King was wary about writing to any great extent about Alcoholics Anonymous in his new novel, although alcoholism is obviously central to the plot. "The only thing is to write the truth, " King tells today's Guardian. "To write what you know about any particular situation. And I never say to anybody, 'This is all from my experience in AA,' because you don't say that."

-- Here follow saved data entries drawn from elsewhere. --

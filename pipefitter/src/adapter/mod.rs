//! Reference host adapter on `http` request/response types.
//!
//! [`ConnectAdapter::handle`] matches the request against the contract,
//! runs the selected pipe and maps the finished context onto an
//! `http::Response`. Requests for paths the contract does not know are
//! handed back untouched so the host can route them elsewhere. With
//! `validateResponse` on, every successfully finished response is checked
//! against the operation and mismatches go to the runner's event sink.

use crate::context::{Context, NativeRequest, NativeResponse, SwaggerMetadata};
use crate::contract::SWAGGER_SELECTED_PIPE;
use crate::errors::FittingError;
use crate::events::{EventSink, PipeEvent, PipeEventKind};
use crate::fittings::validator::validate_response;
use crate::runner::Runner;
use bytes::Bytes;
use http::header::{HeaderValue, ALLOW, CONTENT_TYPE};
use http::{Method, Request, Response, StatusCode};
use serde_json::{json, Value};
use std::sync::Arc;
use tokio::sync::oneshot;
use tracing::{debug, error, warn};

const NO_IMPLEMENTATION: &str = "No implementation found for this path.";

/// What the host should do with a request.
#[derive(Debug)]
pub enum AdapterOutcome {
    /// Send this response.
    Respond(Response<Bytes>),
    /// The contract does not know the path; continue with the host's own routing.
    PassThrough(Request<Bytes>),
    /// Forward the error to the host's error channel. `response` carries
    /// whatever status and headers were set before the failure.
    Failed {
        /// The error left on the context.
        error: FittingError,
        /// The response built so far.
        response: Response<Bytes>,
    },
}

impl AdapterOutcome {
    /// The response, if the request was handled either way.
    #[must_use]
    pub fn into_response(self) -> Option<Response<Bytes>> {
        match self {
            Self::Respond(response) | Self::Failed { response, .. } => Some(response),
            Self::PassThrough(_) => None,
        }
    }
}

/// Result of mapping a finished context onto the native response.
type FinishSignal = Result<(), FittingError>;

/// Runs requests through a [`Runner`].
#[derive(Debug, Clone)]
pub struct ConnectAdapter {
    runner: Arc<Runner>,
}

impl ConnectAdapter {
    /// Creates an adapter.
    #[must_use]
    pub fn new(runner: Arc<Runner>) -> Self {
        Self { runner }
    }

    /// Handles one request.
    pub async fn handle(&self, request: Request<Bytes>) -> AdapterOutcome {
        let mut native = NativeRequest::from_http(request);
        let route = self.runner.route(&native);

        let allowed = route
            .path
            .as_ref()
            .map(|path| path.allowed_methods())
            .unwrap_or_default();

        if route.operation.is_none() {
            let Some(path) = route.path.as_ref() else {
                debug!(path = native.path(), "path not in contract");
                return AdapterOutcome::PassThrough(native.into_http());
            };
            let has_pipe = path
                .extension(SWAGGER_SELECTED_PIPE)
                .and_then(Value::as_str)
                .is_some_and(|pipe| !pipe.is_empty());
            if !has_pipe && native.method != Method::OPTIONS {
                let message = format!(
                    "Path [{}] defined in Swagger, but {} operation is not.",
                    path.path, native.method
                );
                return method_not_allowed(FittingError::method_not_allowed(message, allowed));
            }
        }

        native.swagger = Some(SwaggerMetadata::from(route.clone()));

        let pipe = match self.runner.select_pipe(&route) {
            Ok(Some(pipe)) => pipe,
            Ok(None) => {
                return method_not_allowed(FittingError::method_not_allowed(NO_IMPLEMENTATION, allowed));
            }
            Err(err) => {
                error!(error = %err, "pipe selection failed");
                let error = FittingError::configuration(err.to_string());
                let response = status_response(error.effective_status());
                return AdapterOutcome::Failed { error, response };
            }
        };

        let ctx = self.runner.build_context(native, NativeResponse::new());
        let check = self.runner.config().validate_response.then(|| ResponseCheck {
            events: self.runner.events().clone(),
            pipe: pipe.name().to_string(),
        });
        let (tx, rx) = oneshot::channel::<FinishSignal>();
        let ctx = self
            .runner
            .run_pipe(
                &pipe,
                ctx,
                Box::new(move |ctx: &mut Context| {
                    let signal = finish(ctx);
                    if let (Ok(()), Some(check)) = (&signal, &check) {
                        check.inspect(ctx);
                    }
                    // The receiver is held by this call until the pipe returns.
                    let _ = tx.send(signal);
                }),
            )
            .await;

        let signal = rx.await.unwrap_or_else(|_| {
            Err(FittingError::unexpected("pipe completed without finishing"))
        });
        let mut response = ctx.response;
        match signal {
            Ok(()) => AdapterOutcome::Respond(response.into_http()),
            Err(error) => {
                if let Ok(status) = StatusCode::from_u16(error.effective_status()) {
                    response.status = status;
                }
                AdapterOutcome::Failed {
                    error,
                    response: response.into_http(),
                }
            }
        }
    }
}

fn status_response(status: u16) -> Response<Bytes> {
    let mut response = Response::new(Bytes::new());
    *response.status_mut() = StatusCode::from_u16(status).unwrap_or(StatusCode::INTERNAL_SERVER_ERROR);
    response
}

fn method_not_allowed(error: FittingError) -> AdapterOutcome {
    debug!(error = %error, "method not allowed");
    let mut response = status_response(error.effective_status());
    if !error.allowed_methods.is_empty() {
        if let Ok(allow) = HeaderValue::from_str(&error.allowed_methods.join(", ")) {
            response.headers_mut().insert(ALLOW, allow);
        }
    }
    AdapterOutcome::Failed { error, response }
}

/// Maps the finished context onto its native response.
///
/// A pending error is returned instead and nothing is written.
fn finish(ctx: &mut Context) -> FinishSignal {
    if let Some(err) = ctx.error.clone() {
        debug!(error = %err, "pipe finished with error");
        return Err(err);
    }

    if let Some(status) = ctx.status_code {
        ctx.response.status = StatusCode::from_u16(status)
            .map_err(|e| FittingError::unexpected(format!("invalid status code {status}: {e}")))?;
    }
    for (name, value) in &ctx.headers {
        ctx.response.set_header(name.clone(), value.clone());
    }

    if let Some(output) = ctx.output.take() {
        if ctx.response.header(CONTENT_TYPE.as_str()).is_none() {
            ctx.response
                .set_header(CONTENT_TYPE, HeaderValue::from_static("application/json"));
        }
        let body = translate(&output, ctx.response.header(CONTENT_TYPE.as_str()))?;
        ctx.response.end(body);
    }
    Ok(())
}

/// Reports finished responses that do not match the contract.
struct ResponseCheck {
    events: Arc<dyn EventSink>,
    pipe: String,
}

impl ResponseCheck {
    fn inspect(&self, ctx: &Context) {
        let Some(operation) = ctx.request.operation() else {
            return;
        };
        let status = ctx.response.status.as_u16();
        let body = written_body(ctx.response.body(), ctx.response.header(CONTENT_TYPE.as_str()));
        let report = validate_response(operation, status, &ctx.response.headers, body.as_ref());
        if report.is_clean() {
            return;
        }

        warn!(
            method = %ctx.request.method,
            path = ctx.request.path(),
            status,
            errors = report.errors.len(),
            warnings = report.warnings.len(),
            "response does not match the contract"
        );
        self.events.try_emit(
            PipeEvent::new(PipeEventKind::ResponseValidationError, &self.pipe, ctx.request_id()).with_data(
                json!({
                    "method": ctx.request.method.as_str(),
                    "path": ctx.request.path(),
                    "statusCode": status,
                    "errors": report.errors,
                    "warnings": report.warnings,
                }),
            ),
        );
    }
}

/// Reads back a written body in the shape the contract describes it.
fn written_body(body: &[u8], content_type: Option<&str>) -> Option<Value> {
    if body.is_empty() {
        return None;
    }
    let content_type = content_type.unwrap_or_default();
    let parsed: Option<Value> = if content_type.contains("json") {
        serde_json::from_slice(body).ok()
    } else if content_type.contains("yaml") {
        serde_yaml::from_slice(body).ok()
    } else {
        None
    };
    Some(parsed.unwrap_or_else(|| Value::String(String::from_utf8_lossy(body).into_owned())))
}

/// Serializes an output value for the given content type.
///
/// Strings are written as-is.
pub fn translate(output: &Value, content_type: Option<&str>) -> Result<Bytes, FittingError> {
    let content_type = content_type.unwrap_or_default();
    let body = match output {
        Value::String(text) => text.clone(),
        other if content_type.contains("json") => serde_json::to_string(other)?,
        other if content_type.contains("yaml") => serde_yaml::to_string(other)
            .map_err(|e| FittingError::unexpected(format!("YAML error: {e}")))?,
        other => serde_json::to_string_pretty(other)?,
    };
    Ok(Bytes::from(body))
}

#[cfg(test)]
mod tests;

He remembers being at one of his son's Little League games with a can of beer in a paper bag "and the coach coming over to me and saying, 'If that's an alcoholic beverage, you're going to have to leave.' That was where I said to myself, 'That's something I'll never be able to tell anybody else. I'll keep that one to myself.' I drew on that memory."

During the drinking period, King would be sober while he wrote during the day-time. At night, he would drink and edit what he had written earlier. "As time went on, I started to fumble a lot of the balls, " he told The Guardian. "I had a busy public life and a lot of those things got a bit ragged by the end."  He didn't drink in bars, "because they were full of assholes like me," he says.